Living In The Information Age

“And the whole children’s choir sings the lesson a thousand times one hundred, one hundred thousand, a thousand times a thousand, a million.” Antonio Machado. LEARN ABOUT THE BEST IS THE FRUIT OF THE SCHOOL We live in a flood of data. The difficulty of assimilating grows as increasing diversity and complexity and the channels through which are discharged. Click Robotics expert to learn more. The level of data available can become totally blocked. We are talking about data and information to highlight a very special feature of our time: the confusion between data and information between the latter and knowledge. The cultural medium level is required for the compression of a text is increasingly high.

We are in the information age and yet the level of confusion seems to be growing. Hence the importance of the role of school to help achieve the change information into knowledge and technology in communication. Students have to find at school all that is present in society and culture they live, the school has to be the motivator circumstances of individual life within society itself. In a society of knowledge and communication school’s mission is to provide information allowing the development and the ability to learn: a school we are going to start learning to learn. Knowing how to learn is the best fruit that can provide schooling. In this sense, the school must be present all the means that society has to provide information: books, newspapers, radio, television, computer … nothing can be outside the school because nothing is alien to the student’s life. In any area in which it has divided the academic scene in question regardless of language, languages, mathematics, physics, ethics or music, they all can make the training exercise in search of information or data about appropriate to approach a situation or a real context.

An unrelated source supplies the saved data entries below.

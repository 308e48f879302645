// Copyright (c) 2025 Geoffrey Huntley <ghuntley@ghuntley.com>. All rights reserved.
// SPDX-License-Identifier: Proprietary

use std::path::PathBuf;

use thiserror::Error;
use warden_policy::ConfigurationError;

/// Errors raised while loading or applying declarative policy configuration.
#[derive(Debug, Error)]
pub enum PolicyConfigError {
	#[error("failed to read policy file {path}: {source}")]
	FileRead {
		path: PathBuf,
		#[source]
		source: std::io::Error,
	},

	#[error("failed to parse policy file {path}: {source}")]
	TomlParse {
		path: PathBuf,
		#[source]
		source: toml::de::Error,
	},

	#[error("invalid value for {key}: {message}")]
	InvalidValue { key: String, message: String },

	#[error("invalid policy declaration: {0}")]
	Policy(#[from] ConfigurationError),
}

This means, for some teachers, a change in perspective that sees its function, focusing on more search elements that previous solutions, in proposing activities rather than scholastic exercises present decontextualized and anachronistic. It is not easy, but challenging, trying to balance between the strict and conventional academic and these new ways of working. Moreover, the development of communication activities, contact with other groups in geographically distant schools, is an activity that deserves special attention if they are to the students live and learn as real to the virtual presence of different cultures, as can be seen in all programs offered to us indiscriminately broadcast media. Aware of these characteristics of our time, we need to discover new walking paths along which to teach new valued activities with high potential for student learning. And as the poet said: “Learn to distinguish / the things that are lies / of those things that are true.”